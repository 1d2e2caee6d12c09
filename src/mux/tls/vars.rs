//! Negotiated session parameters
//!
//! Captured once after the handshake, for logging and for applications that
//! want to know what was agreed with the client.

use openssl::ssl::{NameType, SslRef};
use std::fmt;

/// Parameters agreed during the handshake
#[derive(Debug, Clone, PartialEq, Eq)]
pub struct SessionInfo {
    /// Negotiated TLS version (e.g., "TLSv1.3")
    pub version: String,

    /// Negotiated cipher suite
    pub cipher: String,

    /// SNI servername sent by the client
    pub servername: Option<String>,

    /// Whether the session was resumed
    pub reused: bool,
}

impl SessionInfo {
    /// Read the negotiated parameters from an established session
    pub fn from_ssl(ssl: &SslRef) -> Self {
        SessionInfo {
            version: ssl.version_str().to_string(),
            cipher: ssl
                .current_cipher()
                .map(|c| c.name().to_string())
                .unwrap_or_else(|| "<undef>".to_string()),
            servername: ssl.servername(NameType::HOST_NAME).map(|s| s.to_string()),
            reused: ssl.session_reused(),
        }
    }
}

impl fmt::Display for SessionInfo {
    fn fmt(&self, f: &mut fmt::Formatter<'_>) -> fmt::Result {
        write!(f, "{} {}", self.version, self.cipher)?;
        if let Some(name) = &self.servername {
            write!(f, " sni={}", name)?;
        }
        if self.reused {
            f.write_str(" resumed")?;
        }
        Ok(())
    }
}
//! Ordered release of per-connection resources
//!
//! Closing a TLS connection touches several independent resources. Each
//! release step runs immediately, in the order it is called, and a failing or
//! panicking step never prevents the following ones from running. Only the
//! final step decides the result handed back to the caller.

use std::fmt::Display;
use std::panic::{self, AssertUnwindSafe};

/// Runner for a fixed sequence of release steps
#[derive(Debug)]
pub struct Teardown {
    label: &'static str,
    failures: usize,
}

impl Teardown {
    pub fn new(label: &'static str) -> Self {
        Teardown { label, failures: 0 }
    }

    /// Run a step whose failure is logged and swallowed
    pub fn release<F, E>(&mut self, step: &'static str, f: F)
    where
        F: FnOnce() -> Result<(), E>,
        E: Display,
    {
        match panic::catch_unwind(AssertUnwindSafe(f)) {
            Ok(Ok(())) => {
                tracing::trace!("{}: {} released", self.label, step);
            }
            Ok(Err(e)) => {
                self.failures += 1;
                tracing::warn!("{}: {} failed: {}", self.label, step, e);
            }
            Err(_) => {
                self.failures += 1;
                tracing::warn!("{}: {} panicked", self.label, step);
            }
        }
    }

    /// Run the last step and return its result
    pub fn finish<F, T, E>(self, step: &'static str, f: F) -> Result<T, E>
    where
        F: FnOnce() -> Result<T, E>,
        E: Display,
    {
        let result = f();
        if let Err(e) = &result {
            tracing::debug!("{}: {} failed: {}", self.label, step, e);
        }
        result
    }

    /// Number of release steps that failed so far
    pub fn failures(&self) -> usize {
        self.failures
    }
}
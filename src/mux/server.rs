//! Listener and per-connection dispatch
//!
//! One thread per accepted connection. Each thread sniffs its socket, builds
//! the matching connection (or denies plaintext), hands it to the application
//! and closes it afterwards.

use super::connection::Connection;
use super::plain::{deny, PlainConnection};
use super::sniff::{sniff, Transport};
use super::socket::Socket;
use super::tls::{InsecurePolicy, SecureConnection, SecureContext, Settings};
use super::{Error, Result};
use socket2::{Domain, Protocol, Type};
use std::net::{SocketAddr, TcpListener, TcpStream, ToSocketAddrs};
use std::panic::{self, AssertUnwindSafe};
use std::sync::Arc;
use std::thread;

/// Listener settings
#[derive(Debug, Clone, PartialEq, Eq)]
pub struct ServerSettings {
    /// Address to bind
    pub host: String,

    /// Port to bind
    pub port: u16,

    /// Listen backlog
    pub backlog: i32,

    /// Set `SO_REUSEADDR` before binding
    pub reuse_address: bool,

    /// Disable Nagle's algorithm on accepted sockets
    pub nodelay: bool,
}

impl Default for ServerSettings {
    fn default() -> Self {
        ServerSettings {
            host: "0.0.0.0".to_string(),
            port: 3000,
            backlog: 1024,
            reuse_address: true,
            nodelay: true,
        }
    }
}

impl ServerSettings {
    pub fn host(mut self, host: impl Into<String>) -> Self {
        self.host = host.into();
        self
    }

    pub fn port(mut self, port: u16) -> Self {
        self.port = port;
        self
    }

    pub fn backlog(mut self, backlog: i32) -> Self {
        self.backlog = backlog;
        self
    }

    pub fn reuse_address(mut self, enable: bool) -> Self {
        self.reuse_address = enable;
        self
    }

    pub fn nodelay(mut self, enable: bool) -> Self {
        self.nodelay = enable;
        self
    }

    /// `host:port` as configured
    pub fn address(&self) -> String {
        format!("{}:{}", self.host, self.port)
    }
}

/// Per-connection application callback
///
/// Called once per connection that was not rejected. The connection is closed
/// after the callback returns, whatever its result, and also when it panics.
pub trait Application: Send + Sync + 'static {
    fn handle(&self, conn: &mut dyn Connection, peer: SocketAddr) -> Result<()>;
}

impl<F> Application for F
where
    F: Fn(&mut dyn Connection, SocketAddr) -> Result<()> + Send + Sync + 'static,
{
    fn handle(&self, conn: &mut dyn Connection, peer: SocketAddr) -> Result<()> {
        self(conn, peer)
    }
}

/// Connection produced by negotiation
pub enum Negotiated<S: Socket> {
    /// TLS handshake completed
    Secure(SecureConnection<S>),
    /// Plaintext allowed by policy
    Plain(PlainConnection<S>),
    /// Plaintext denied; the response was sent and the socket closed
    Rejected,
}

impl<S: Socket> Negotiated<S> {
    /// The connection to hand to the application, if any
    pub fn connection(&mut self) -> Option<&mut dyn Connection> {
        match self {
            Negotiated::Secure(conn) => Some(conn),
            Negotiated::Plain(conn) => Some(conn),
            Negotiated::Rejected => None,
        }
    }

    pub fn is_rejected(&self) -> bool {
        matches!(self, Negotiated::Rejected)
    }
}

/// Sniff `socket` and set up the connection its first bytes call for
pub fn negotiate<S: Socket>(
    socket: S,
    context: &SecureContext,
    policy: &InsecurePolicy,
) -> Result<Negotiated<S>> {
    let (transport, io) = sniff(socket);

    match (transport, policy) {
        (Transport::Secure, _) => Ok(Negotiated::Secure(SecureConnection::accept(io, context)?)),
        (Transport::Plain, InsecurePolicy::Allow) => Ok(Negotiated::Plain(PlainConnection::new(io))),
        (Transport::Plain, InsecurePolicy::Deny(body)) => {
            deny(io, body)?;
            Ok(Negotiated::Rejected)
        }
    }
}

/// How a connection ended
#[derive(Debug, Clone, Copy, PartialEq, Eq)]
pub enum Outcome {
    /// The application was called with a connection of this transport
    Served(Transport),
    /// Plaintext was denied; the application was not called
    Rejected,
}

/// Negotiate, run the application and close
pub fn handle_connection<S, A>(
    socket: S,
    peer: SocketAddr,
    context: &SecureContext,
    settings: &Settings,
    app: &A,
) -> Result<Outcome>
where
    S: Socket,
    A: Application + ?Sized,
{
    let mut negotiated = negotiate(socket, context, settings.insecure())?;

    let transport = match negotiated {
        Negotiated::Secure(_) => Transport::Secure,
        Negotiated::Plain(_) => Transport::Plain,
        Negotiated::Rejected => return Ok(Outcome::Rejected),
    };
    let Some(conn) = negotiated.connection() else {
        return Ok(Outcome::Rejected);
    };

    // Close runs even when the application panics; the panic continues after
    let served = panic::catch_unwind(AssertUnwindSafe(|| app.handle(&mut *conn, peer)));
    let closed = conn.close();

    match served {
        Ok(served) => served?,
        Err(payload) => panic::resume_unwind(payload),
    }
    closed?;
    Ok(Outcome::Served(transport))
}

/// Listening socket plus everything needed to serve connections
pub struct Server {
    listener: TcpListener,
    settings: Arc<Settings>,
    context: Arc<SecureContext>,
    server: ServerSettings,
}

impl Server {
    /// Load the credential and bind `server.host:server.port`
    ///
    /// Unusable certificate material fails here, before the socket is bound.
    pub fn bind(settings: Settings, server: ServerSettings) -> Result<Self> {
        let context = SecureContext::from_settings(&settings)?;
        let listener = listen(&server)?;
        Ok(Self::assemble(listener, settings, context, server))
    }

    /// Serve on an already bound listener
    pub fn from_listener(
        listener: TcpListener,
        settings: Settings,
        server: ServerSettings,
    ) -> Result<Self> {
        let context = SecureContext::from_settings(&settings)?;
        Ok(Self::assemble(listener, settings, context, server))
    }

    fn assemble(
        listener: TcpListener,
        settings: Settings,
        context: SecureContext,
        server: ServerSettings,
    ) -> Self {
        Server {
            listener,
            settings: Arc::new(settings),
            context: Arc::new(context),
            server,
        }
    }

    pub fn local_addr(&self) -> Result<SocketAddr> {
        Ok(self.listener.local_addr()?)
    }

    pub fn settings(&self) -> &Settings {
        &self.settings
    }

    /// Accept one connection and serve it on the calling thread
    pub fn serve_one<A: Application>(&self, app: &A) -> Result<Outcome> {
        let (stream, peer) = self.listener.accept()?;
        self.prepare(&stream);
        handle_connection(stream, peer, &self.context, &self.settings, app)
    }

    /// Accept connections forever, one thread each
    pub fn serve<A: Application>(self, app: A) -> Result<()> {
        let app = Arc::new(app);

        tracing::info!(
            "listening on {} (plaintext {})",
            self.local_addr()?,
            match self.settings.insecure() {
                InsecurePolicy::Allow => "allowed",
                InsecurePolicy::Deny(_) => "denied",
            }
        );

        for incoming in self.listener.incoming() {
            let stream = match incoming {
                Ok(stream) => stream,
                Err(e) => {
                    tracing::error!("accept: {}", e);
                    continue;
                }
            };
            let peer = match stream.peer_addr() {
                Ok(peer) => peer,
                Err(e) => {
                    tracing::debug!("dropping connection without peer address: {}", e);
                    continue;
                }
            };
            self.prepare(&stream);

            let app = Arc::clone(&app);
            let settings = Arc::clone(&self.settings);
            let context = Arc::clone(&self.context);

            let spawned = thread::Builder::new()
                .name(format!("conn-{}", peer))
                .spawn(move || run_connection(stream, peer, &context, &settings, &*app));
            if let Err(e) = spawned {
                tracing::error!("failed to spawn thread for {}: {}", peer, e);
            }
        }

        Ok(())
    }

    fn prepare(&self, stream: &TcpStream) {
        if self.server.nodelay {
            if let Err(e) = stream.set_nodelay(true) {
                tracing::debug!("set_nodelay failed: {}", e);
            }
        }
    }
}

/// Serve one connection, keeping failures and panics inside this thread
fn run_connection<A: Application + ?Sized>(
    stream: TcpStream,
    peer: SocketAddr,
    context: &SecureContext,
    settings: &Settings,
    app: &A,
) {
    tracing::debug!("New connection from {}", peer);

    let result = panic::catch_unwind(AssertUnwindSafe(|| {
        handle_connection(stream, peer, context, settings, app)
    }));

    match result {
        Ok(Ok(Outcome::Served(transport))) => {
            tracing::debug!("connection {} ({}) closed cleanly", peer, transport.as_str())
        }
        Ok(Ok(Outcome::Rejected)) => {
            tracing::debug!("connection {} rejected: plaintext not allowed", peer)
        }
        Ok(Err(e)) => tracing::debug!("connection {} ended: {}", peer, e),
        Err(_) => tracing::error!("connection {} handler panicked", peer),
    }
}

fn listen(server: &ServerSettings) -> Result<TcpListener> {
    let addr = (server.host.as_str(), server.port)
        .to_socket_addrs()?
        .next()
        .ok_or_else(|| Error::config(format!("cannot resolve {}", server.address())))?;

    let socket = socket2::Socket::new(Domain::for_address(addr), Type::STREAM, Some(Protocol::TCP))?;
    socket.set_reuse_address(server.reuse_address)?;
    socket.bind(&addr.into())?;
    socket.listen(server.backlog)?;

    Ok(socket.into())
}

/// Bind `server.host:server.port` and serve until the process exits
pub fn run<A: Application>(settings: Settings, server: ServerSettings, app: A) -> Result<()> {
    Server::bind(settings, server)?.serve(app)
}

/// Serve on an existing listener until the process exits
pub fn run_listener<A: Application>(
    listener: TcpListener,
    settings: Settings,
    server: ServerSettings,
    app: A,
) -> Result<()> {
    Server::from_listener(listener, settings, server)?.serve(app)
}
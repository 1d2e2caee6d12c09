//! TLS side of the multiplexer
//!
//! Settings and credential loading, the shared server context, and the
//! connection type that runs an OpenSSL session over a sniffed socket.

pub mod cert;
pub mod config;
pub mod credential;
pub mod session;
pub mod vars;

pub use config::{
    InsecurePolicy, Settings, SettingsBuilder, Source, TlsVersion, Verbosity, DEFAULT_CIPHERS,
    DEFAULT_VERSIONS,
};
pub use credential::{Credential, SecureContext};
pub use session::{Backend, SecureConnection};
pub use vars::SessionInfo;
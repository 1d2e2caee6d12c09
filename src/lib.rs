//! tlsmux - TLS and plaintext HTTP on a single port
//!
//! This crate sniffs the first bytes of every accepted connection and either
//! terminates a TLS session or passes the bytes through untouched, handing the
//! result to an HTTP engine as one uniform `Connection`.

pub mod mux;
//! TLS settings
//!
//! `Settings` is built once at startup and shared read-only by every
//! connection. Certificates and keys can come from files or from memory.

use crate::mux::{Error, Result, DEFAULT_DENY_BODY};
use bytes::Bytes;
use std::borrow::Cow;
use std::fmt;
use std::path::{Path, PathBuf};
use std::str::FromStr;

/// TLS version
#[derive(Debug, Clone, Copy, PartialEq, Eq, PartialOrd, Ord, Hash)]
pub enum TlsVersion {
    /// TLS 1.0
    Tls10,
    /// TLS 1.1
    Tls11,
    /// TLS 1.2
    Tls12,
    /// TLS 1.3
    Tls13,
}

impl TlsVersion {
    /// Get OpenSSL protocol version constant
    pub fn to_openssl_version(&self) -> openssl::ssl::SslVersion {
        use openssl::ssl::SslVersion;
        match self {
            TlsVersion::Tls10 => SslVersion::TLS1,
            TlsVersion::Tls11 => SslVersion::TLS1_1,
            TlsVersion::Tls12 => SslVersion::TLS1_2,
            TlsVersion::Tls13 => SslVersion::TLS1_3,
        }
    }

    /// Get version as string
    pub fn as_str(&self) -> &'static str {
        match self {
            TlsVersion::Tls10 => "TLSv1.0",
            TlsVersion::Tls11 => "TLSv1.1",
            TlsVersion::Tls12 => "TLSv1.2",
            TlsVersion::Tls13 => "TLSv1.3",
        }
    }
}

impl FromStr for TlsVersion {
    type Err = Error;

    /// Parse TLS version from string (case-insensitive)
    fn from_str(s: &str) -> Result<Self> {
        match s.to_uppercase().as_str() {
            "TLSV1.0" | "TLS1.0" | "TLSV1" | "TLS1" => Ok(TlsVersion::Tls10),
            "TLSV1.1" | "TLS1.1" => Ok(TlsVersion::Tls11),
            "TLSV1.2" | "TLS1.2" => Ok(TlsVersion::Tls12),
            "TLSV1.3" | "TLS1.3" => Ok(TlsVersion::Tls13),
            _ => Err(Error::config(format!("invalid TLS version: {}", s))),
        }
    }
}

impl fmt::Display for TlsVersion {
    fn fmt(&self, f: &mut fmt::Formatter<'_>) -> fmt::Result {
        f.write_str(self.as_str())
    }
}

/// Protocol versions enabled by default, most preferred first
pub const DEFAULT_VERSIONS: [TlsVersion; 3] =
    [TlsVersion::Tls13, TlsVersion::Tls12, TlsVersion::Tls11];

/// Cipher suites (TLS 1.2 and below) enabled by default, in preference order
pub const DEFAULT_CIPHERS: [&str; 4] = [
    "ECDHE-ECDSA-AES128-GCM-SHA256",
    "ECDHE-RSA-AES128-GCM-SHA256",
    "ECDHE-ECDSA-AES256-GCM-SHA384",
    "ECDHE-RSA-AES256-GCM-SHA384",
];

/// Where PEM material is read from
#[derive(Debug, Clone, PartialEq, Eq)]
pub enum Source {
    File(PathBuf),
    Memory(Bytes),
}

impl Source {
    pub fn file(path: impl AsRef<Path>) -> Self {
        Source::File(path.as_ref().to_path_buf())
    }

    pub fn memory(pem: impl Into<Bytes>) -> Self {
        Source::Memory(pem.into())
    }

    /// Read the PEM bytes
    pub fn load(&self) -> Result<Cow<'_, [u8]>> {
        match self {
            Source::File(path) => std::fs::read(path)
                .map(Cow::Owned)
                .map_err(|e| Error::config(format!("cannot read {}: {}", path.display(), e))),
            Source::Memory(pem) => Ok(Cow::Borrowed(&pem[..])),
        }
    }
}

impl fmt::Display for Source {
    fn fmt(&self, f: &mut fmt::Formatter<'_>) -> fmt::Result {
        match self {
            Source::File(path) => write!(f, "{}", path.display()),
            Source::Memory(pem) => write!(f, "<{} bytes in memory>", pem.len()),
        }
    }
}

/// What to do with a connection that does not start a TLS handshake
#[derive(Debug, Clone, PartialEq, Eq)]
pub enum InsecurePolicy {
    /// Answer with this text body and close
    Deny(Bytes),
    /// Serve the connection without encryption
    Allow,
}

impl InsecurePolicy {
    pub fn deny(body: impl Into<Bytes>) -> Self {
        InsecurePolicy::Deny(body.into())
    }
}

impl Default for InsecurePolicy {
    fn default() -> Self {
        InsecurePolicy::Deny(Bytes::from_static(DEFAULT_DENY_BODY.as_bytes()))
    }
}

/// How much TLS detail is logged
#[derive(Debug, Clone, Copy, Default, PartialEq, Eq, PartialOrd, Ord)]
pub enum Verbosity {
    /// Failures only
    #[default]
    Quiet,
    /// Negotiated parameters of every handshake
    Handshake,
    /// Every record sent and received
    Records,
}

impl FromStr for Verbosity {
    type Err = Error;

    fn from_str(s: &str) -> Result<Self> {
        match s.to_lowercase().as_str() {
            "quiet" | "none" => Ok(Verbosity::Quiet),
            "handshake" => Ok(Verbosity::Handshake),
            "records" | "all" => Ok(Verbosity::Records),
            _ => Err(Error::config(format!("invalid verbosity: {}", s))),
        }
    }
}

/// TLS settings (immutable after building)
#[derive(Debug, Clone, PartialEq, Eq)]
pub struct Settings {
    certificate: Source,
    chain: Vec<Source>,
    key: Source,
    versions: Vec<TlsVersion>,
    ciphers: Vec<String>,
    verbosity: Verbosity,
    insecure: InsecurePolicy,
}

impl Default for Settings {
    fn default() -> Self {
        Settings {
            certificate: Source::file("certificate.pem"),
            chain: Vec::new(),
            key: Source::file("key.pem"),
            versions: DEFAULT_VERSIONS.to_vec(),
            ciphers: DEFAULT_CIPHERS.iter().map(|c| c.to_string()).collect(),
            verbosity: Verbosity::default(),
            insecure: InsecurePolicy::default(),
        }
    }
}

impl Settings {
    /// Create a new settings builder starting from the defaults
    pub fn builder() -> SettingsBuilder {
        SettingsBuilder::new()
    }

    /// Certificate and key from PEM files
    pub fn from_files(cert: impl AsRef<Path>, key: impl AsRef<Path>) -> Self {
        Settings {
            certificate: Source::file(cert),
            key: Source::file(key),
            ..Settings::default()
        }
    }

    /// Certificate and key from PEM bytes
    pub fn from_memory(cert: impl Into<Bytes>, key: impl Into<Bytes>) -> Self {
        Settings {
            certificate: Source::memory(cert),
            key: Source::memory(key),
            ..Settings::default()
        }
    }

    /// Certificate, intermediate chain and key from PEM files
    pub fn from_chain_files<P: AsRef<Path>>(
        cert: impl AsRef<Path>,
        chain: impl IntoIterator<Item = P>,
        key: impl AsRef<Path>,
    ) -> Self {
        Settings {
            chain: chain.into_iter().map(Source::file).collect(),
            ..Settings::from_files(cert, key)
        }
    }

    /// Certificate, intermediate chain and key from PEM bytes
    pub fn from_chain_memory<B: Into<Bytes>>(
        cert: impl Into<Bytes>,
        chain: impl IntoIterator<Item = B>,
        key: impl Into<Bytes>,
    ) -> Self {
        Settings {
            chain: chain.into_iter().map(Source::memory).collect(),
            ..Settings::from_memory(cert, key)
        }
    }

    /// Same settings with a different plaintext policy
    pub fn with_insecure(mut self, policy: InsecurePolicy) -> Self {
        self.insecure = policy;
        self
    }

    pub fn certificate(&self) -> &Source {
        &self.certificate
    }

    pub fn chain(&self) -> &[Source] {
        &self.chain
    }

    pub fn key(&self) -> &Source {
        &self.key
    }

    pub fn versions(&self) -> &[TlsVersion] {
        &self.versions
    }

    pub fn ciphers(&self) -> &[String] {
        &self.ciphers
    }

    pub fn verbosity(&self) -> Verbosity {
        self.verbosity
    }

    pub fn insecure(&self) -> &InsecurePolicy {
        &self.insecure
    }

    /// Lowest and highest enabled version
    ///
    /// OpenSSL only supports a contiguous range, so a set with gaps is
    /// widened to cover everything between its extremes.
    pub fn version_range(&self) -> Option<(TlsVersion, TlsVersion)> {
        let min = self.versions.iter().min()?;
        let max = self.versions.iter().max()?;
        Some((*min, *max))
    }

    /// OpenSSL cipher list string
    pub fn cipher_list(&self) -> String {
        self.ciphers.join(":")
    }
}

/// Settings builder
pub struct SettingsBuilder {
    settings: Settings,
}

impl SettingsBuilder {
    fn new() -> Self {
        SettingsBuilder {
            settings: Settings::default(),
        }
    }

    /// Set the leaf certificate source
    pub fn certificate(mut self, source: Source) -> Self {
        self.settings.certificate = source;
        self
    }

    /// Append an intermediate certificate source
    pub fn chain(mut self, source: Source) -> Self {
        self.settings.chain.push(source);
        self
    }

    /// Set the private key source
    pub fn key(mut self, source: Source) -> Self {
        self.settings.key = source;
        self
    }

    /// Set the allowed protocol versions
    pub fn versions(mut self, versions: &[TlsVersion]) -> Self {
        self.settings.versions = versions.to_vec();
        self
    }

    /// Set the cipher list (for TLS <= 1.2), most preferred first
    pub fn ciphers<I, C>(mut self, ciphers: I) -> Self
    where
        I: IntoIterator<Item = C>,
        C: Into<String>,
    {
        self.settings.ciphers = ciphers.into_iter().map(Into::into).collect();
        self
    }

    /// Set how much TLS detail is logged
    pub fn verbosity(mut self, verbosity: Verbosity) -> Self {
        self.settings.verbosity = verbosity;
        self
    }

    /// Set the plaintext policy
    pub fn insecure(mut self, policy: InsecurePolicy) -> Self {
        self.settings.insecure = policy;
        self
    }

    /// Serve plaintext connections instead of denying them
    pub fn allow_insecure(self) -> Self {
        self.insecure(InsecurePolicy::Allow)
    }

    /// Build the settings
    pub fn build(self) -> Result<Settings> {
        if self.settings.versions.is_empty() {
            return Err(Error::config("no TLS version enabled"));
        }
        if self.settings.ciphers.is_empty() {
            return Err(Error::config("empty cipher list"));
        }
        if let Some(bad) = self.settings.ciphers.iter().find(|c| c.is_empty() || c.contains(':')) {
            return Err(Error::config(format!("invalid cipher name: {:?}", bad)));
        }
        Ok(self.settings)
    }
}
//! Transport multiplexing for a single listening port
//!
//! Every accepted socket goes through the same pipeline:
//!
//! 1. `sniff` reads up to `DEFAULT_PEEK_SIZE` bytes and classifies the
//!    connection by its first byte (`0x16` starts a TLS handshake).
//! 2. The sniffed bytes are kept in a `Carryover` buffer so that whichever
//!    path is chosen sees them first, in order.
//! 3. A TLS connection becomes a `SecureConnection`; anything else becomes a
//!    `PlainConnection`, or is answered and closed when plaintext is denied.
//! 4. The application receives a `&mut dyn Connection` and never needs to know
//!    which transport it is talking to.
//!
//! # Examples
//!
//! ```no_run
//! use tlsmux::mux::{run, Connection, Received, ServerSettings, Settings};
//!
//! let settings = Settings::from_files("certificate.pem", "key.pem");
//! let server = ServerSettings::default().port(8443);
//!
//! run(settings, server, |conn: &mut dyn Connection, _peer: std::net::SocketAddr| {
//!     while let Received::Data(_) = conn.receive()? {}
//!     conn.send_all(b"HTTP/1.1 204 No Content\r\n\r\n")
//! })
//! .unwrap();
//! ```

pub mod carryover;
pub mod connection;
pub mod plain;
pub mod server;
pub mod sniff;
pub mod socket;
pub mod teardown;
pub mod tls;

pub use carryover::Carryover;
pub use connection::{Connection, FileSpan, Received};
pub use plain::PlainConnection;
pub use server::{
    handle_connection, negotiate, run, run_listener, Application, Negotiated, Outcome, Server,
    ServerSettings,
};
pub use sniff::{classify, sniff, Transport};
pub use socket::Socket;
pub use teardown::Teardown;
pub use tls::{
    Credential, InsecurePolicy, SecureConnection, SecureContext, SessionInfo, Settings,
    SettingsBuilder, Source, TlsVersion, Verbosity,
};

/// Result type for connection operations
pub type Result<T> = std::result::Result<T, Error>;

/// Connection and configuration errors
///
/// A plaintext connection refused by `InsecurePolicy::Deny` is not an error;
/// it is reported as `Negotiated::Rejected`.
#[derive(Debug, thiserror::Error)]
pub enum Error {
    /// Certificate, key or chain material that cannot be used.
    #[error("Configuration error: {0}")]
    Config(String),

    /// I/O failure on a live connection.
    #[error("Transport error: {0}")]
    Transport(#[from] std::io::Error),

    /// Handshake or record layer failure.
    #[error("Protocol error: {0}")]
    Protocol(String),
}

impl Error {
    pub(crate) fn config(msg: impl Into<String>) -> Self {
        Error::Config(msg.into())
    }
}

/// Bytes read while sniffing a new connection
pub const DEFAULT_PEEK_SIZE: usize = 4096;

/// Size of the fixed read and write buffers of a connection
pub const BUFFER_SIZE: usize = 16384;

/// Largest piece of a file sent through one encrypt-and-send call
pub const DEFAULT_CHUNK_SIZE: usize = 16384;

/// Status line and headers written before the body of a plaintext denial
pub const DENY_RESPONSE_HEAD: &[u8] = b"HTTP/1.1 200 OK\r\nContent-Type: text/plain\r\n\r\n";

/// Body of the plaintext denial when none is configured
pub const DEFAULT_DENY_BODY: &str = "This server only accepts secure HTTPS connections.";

Task item
Would you please write out, exactly and with no other lines, the stretch of the listing above from the line containing "the plaintext policy" through the line containing "else becomes a"?

Problem solution
    /// Set the plaintext policy
    pub fn insecure(mut self, policy: InsecurePolicy) -> Self {
        self.settings.insecure = policy;
        self
    }

    /// Serve plaintext connections instead of denying them
    pub fn allow_insecure(self) -> Self {
        self.insecure(InsecurePolicy::Allow)
    }

    /// Build the settings
    pub fn build(self) -> Result<Settings> {
        if self.settings.versions.is_empty() {
            return Err(Error::config("no TLS version enabled"));
        }
        if self.settings.ciphers.is_empty() {
            return Err(Error::config("empty cipher list"));
        }
        if let Some(bad) = self.settings.ciphers.iter().find(|c| c.is_empty() || c.contains(':')) {
            return Err(Error::config(format!("invalid cipher name: {:?}", bad)));
        }
        Ok(self.settings)
    }
}
//! Transport multiplexing for a single listening port
//!
//! Every accepted socket goes through the same pipeline:
//!
//! 1. `sniff` reads up to `DEFAULT_PEEK_SIZE` bytes and classifies the
//!    connection by its first byte (`0x16` starts a TLS handshake).
//! 2. The sniffed bytes are kept in a `Carryover` buffer so that whichever
//!    path is chosen sees them first, in order.
//! 3. A TLS connection becomes a `SecureConnection`; anything else becomes a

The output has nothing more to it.